# Ksd Hana Clone Mini - Dna20



## Tom (1/7/14)

I have been using VW devices again, for the past 3 weeks. In combination with the Kayfuns I have. After buying the second Kayfun it is quite nice to vape a tank on a regulated mod. There are always different flavours in either of them.

Now back to topic:

I bought the KSD Hana mini clone because I needed a portable device after having lost a mech mod, the Orochi. With a Kayfun. It must have slipped out of my pocket in a taxi.
Thinking about the necessary requirements....portability, decent battery life, less easy to slip out of pockets  I came across this little device. I liked the added 5W to the previously used SVD mod. Price was good enough for me to pull the trigger.

Btw, KSD is the manufacturer of the Vamo devices. I never owned one, but this seems quite popular among vapers, one reads about Vamo's often in various forums.

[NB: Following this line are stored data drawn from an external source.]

//! Experiment execution, `harvest run` and the bare `harvest` invocation.

use anyhow::{Context, Result};
use console::style;
use tracing::{info, warn};

use harvest::catalogue::id_filter;
use harvest::orchestrator::{Orchestrator, PhaseSelector, RunOptions};
use harvest::runner::PhaseRunner;

use super::super::{Cli, RunArgs};
use super::load_config;

pub async fn cmd_run(cli: &Cli, args: &RunArgs) -> Result<()> {
    let phases: PhaseSelector = args.phase.parse()?;
    let config = load_config(cli)?;

    match &config.source {
        Some(path) => info!("Using configuration from {}", path.display()),
        None => info!("No harvest.toml found; using defaults"),
    }
    for warning in config.toml.validate() {
        warn!("{}", warning);
    }

    let options = RunOptions {
        only: id_filter(args.only.as_deref()),
        phases,
        dry_run: args.dry_run,
    };

    info!(
        "Running {} phase(s) for {} in {}",
        phases,
        options
            .only
            .as_ref()
            .map(|ids| ids.iter().cloned().collect::<Vec<_>>().join(", "))
            .unwrap_or_else(|| "all experiments".to_string()),
        config.settings.workspace.display()
    );

    let orchestrator = Orchestrator::new(config.catalogue, PhaseRunner::new(config.settings));
    let summary = orchestrator.run(&options).await?;

    summary.print();
    if args.dry_run {
        println!("{}", style("Dry run: nothing was executed.").dim());
    }

    if let Some(path) = &args.summary {
        summary
            .save_json(path)
            .with_context(|| format!("Failed to save run summary to {}", path.display()))?;
        println!("Summary written to {}", path.display());
    }

    Ok(())
}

Now I have been using it for about 1.5 weeks. Went to public World Cup viewing, took it to work or simply vaped it at home. And I am really convinced that this is great! It lasts during a work day, it hits decent...even in direct comparison, 15W on the Hana and 15W on the SVD. Clear winner is the Hana. Although I cannot explain it...there is more oomph on the Hana. As I type I am testing it.... changing a Kayfun, 1.4 Ohm setup after a couple of puffs.
Hmm, one possible reason for the added punch.... I removed the airflow adjustment screw from the Kayfun a week ago. Now the SVD has small holes in the beauty ring, and the Hana clone has grooves. This will allow more airflow, doubled up now through the normal airflow hole in the side as well as thru the bottom. However, that is just a theory...the upright airflow channel to the coil is still the same bottleneck.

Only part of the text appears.